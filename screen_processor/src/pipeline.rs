//! One experiment, end to end: library → counts → phenotypes → gene scores.
//!
//! Every stage writes its table under `<output_folder>/<experiment_name>_*`
//! before the next stage starts, so a failed run still leaves the tables of
//! the stages that completed.

use std::collections::BTreeMap;
use std::path::PathBuf;

use rand::rngs::StdRng;
use rand::SeedableRng;
use tracing::{info, warn};

use crate::analysis::collapse::collapse_to_best_transcript;
use crate::analysis::filter::{filter_low_counts, CountPair};
use crate::analysis::gene_scores::{compute_gene_scores, group_guides, Analysis, GeneGroups, GeneTable, MW_PVALUE_LABEL};
use crate::analysis::phenotype::{compute_phenotype_score, PhenotypeTable};
use crate::analysis::plots::{
    plot_counts_histogram, plot_counts_scatter, plot_guides_per_gene, plot_phenotype_histogram, plot_premerged_counts,
    plot_replicate_scatter, plot_volcano, PlotConfig,
};
use crate::analysis::pseudogenes::{generate_pseudogenes, PseudogeneMode};
use crate::analysis::replicates::average_replicates;
use crate::config::ExperimentParameters;
use crate::data_handling::counts::{load_raw_counts, merge_counts, MergedCountsTable, RawCountsTable};
use crate::data_handling::library::LibraryDataset;
use crate::error::{Result, ScreenError};
use crate::helper_functions::{finite_values, make_directory};
use crate::models::{Dataset, PhenotypeKey, SampleKey};

/// What a finished run produced.
#[derive(Debug, Default)]
pub struct RunSummary {
    pub guides: usize,
    pub phenotype_columns: usize,
    pub pseudogene_guides: usize,
    pub gene_rows: usize,
    pub tables: Vec<PathBuf>,
    pub figures: Vec<PathBuf>,
}

impl RunSummary {
    fn figure(&mut self, outcome: Result<PathBuf>) {
        match outcome {
            Ok(path) => self.figures.push(path),
            Err(e) => warn!("{}", e),
        }
    }
}

pub fn run_experiment(params: &ExperimentParameters, plots: Option<&PlotConfig>) -> Result<RunSummary> {
    info!("Processing experiment {}", params.experiment_name);
    make_directory(&params.output_folder)?;
    let mut summary = RunSummary::default();

    // library
    let library = LibraryDataset {
        path: params.library_table.clone(),
    }
    .load()?
    .select_sublibraries(&params.sublibraries)?;
    let path = params.output_path("_librarytable.txt");
    library.write(&path)?;
    summary.tables.push(path);
    summary.guides = library.len();

    // counts
    info!("Loading counts data");
    let raw = load_raw_counts(&params.counts_files, &library, params.strict_counts)?;
    let path = params.output_path("_rawcountstable.txt");
    raw.write(&path)?;
    summary.tables.push(path);
    let path = params.output_path("_rawcountstable_summary.txt");
    raw.write_summary(&path)?;
    summary.tables.push(path);

    let merged = merge_counts(&raw);
    let path = params.output_path("_mergedcountstable.txt");
    merged.write(&path)?;
    summary.tables.push(path);
    let path = params.output_path("_mergedcountstable_summary.txt");
    merged.write_summary(&path)?;
    summary.tables.push(path);

    if let Some(config) = plots {
        plot_counts(config, &raw, &merged, &mut summary);
    }

    // phenotypes
    let negative_mask = library.negative_control_mask();
    let phenotypes = score_phenotypes(params, &merged, &negative_mask)?;
    let path = params.output_path("_phenotypetable.txt");
    phenotypes.write(&path)?;
    summary.tables.push(path);
    summary.phenotype_columns = phenotypes.columns.len();

    if let Some(config) = plots {
        plot_comparisons(config, params, &merged, &phenotypes, &negative_mask, &mut summary);
        plot_phenotypes(config, &phenotypes, &negative_mask, &mut summary);
    }

    if params.analyses.is_empty() {
        info!("No gene analyses requested");
        return Ok(summary);
    }

    // gene scores, with the pseudogene null appended to the guide table
    let negatives = phenotypes.negative_table(&negative_mask);
    let mut rng = match params.random_seed {
        Some(seed) => StdRng::seed_from_u64(seed),
        None => StdRng::from_entropy(),
    };
    let pseudo = generate_pseudogenes(params.pseudogenes, &negatives, &library, &mut rng);
    summary.pseudogene_guides = pseudo.len();

    let gene_library = library.with_appended(pseudo.library.clone())?;
    let mut gene_phenotypes = phenotypes.clone();
    gene_phenotypes.append_rows(pseudo.ids(), &negatives.keys, pseudo.rows);

    let groups = group_guides(&gene_library, &gene_phenotypes, params.collapse_to_transcripts)?;
    let genes = compute_gene_scores(&groups, &gene_phenotypes, &negatives, &params.analyses);
    let path = params.output_path("_genetable.txt");
    genes.write(&path)?;
    summary.tables.push(path);
    summary.gene_rows = genes.keys.len();

    if params.collapse_to_transcripts {
        if genes.has_statistic(MW_PVALUE_LABEL) {
            let collapsed = collapse_to_best_transcript(&genes)?;
            let path = params.output_path("_genetable_collapsed.txt");
            collapsed.write(&path)?;
            summary.tables.push(path);
        } else {
            warn!("calculate_mw was not run; skipping collapse to best transcript");
        }
    }

    if let Some(config) = plots {
        plot_genes(config, params, &groups, &gene_phenotypes, &genes, &mut summary);
    }

    info!("Done: {} tables, {} figures", summary.tables.len(), summary.figures.len());
    Ok(summary)
}

/// Filters and scores every (phenotype, replicate) comparison, then adds replicate averages.
fn score_phenotypes(
    params: &ExperimentParameters,
    merged: &MergedCountsTable,
    negative_mask: &[bool],
) -> Result<PhenotypeTable> {
    info!("Computing phenotype scores");
    let mut table = PhenotypeTable::new(merged.guide_ids.clone());

    for comparison in &params.comparisons {
        let column = |sample: &SampleKey| {
            merged
                .column(sample)
                .ok_or_else(|| ScreenError::config(format!("no merged counts for {sample}")))
        };
        let pair = CountPair::from_counts(column(&comparison.condition1)?, column(&comparison.condition2)?);
        let filtered = filter_low_counts(&pair, params.filter_type, params.minimum_reads);
        info!(
            "{}: {} of {} guides pass the {} filter at {} reads",
            comparison.key,
            filtered.valid_rows(),
            filtered.len(),
            params.filter_type,
            params.minimum_reads
        );

        let score = compute_phenotype_score(
            &filtered,
            negative_mask,
            comparison.growth_value,
            &params.pseudocount,
            params.normalize_to_negatives,
        );
        table.insert(comparison.key.clone(), score.scores);
    }

    Ok(average_replicates(&table))
}

fn plot_counts(config: &PlotConfig, raw: &RawCountsTable, merged: &MergedCountsTable, summary: &mut RunSummary) {
    for (sample, counts) in &merged.columns {
        summary.figure(plot_counts_histogram(config, sample, counts));
    }
    for (sample, &files) in &merged.files_per_sample {
        if files > 1 {
            summary.figure(plot_premerged_counts(config, sample, &raw.lanes(sample)));
        }
    }
}

/// Condition-vs-condition counts of every comparison, coloured by its phenotype.
fn plot_comparisons(
    config: &PlotConfig,
    params: &ExperimentParameters,
    merged: &MergedCountsTable,
    phenotypes: &PhenotypeTable,
    negative_mask: &[bool],
    summary: &mut RunSummary,
) {
    for comparison in &params.comparisons {
        let (Some(x), Some(y), Some(scores)) = (
            merged.column(&comparison.condition1),
            merged.column(&comparison.condition2),
            phenotypes.column(&comparison.key),
        ) else {
            continue;
        };
        summary.figure(plot_counts_scatter(
            config,
            (&comparison.condition1, x),
            (&comparison.condition2, y),
            (&comparison.key, scores),
            negative_mask,
        ));
    }
}

fn plot_phenotypes(config: &PlotConfig, table: &PhenotypeTable, negative_mask: &[bool], summary: &mut RunSummary) {
    for (key, scores) in &table.columns {
        summary.figure(plot_phenotype_histogram(config, key, scores, negative_mask));
    }

    let mut replicates: BTreeMap<&str, Vec<(&PhenotypeKey, &[f64])>> = BTreeMap::new();
    for (key, scores) in table.columns.iter().filter(|(k, _)| !k.is_average()) {
        replicates.entry(key.phenotype.as_str()).or_default().push((key, scores.as_slice()));
    }
    for columns in replicates.values() {
        for (i, &x) in columns.iter().enumerate() {
            for &y in &columns[i + 1..] {
                summary.figure(plot_replicate_scatter(config, x, y, negative_mask));
            }
        }
    }
}

/// Averaged column of each phenotype when there is one, otherwise its replicates.
fn volcano_columns(table: &GeneTable) -> Vec<PhenotypeKey> {
    let columns = table.phenotype_columns();
    columns
        .iter()
        .filter(|key| {
            key.is_average() || !columns.iter().any(|other| other.phenotype == key.phenotype && other.is_average())
        })
        .cloned()
        .collect()
}

fn plot_genes(
    config: &PlotConfig,
    params: &ExperimentParameters,
    groups: &GeneGroups,
    phenotypes: &PhenotypeTable,
    genes: &GeneTable,
    summary: &mut RunSummary,
) {
    for (key, scores) in &phenotypes.columns {
        let per_gene: Vec<f64> = groups
            .members
            .iter()
            .map(|rows| finite_values(&rows.iter().map(|&r| scores[r]).collect::<Vec<f64>>()).len() as f64)
            .collect();
        summary.figure(plot_guides_per_gene(config, key, &per_gene));
    }

    let Some(effect_label) = params
        .analyses
        .iter()
        .find(|a| matches!(a, Analysis::Average { .. }))
        .map(Analysis::score_label)
    else {
        info!("No calculate_ave analysis; skipping volcano plots");
        return;
    };
    if !genes.has_statistic(MW_PVALUE_LABEL) {
        info!("No calculate_mw analysis; skipping volcano plots");
        return;
    }
    if params.pseudogenes == PseudogeneMode::Off {
        info!("Volcano hit threshold scaled by the spread of all genes; no pseudogenes were generated");
    }

    let pseudogenes: Vec<bool> = genes.keys.iter().map(|k| k.is_pseudogene()).collect();
    for key in volcano_columns(genes) {
        if let (Some(effects), Some(pvalues)) = (genes.stat(&key, &effect_label), genes.stat(&key, MW_PVALUE_LABEL)) {
            summary.figure(plot_volcano(config, &key, &effect_label, effects, pvalues, &pseudogenes));
        }
    }
}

___

• Exercise aim:
In the material above, find each line that has the string "StdRng" and return it.

• Task result:
use rand::rngs::StdRng;
        Some(seed) => StdRng::seed_from_u64(seed),
        None => StdRng::from_entropy(),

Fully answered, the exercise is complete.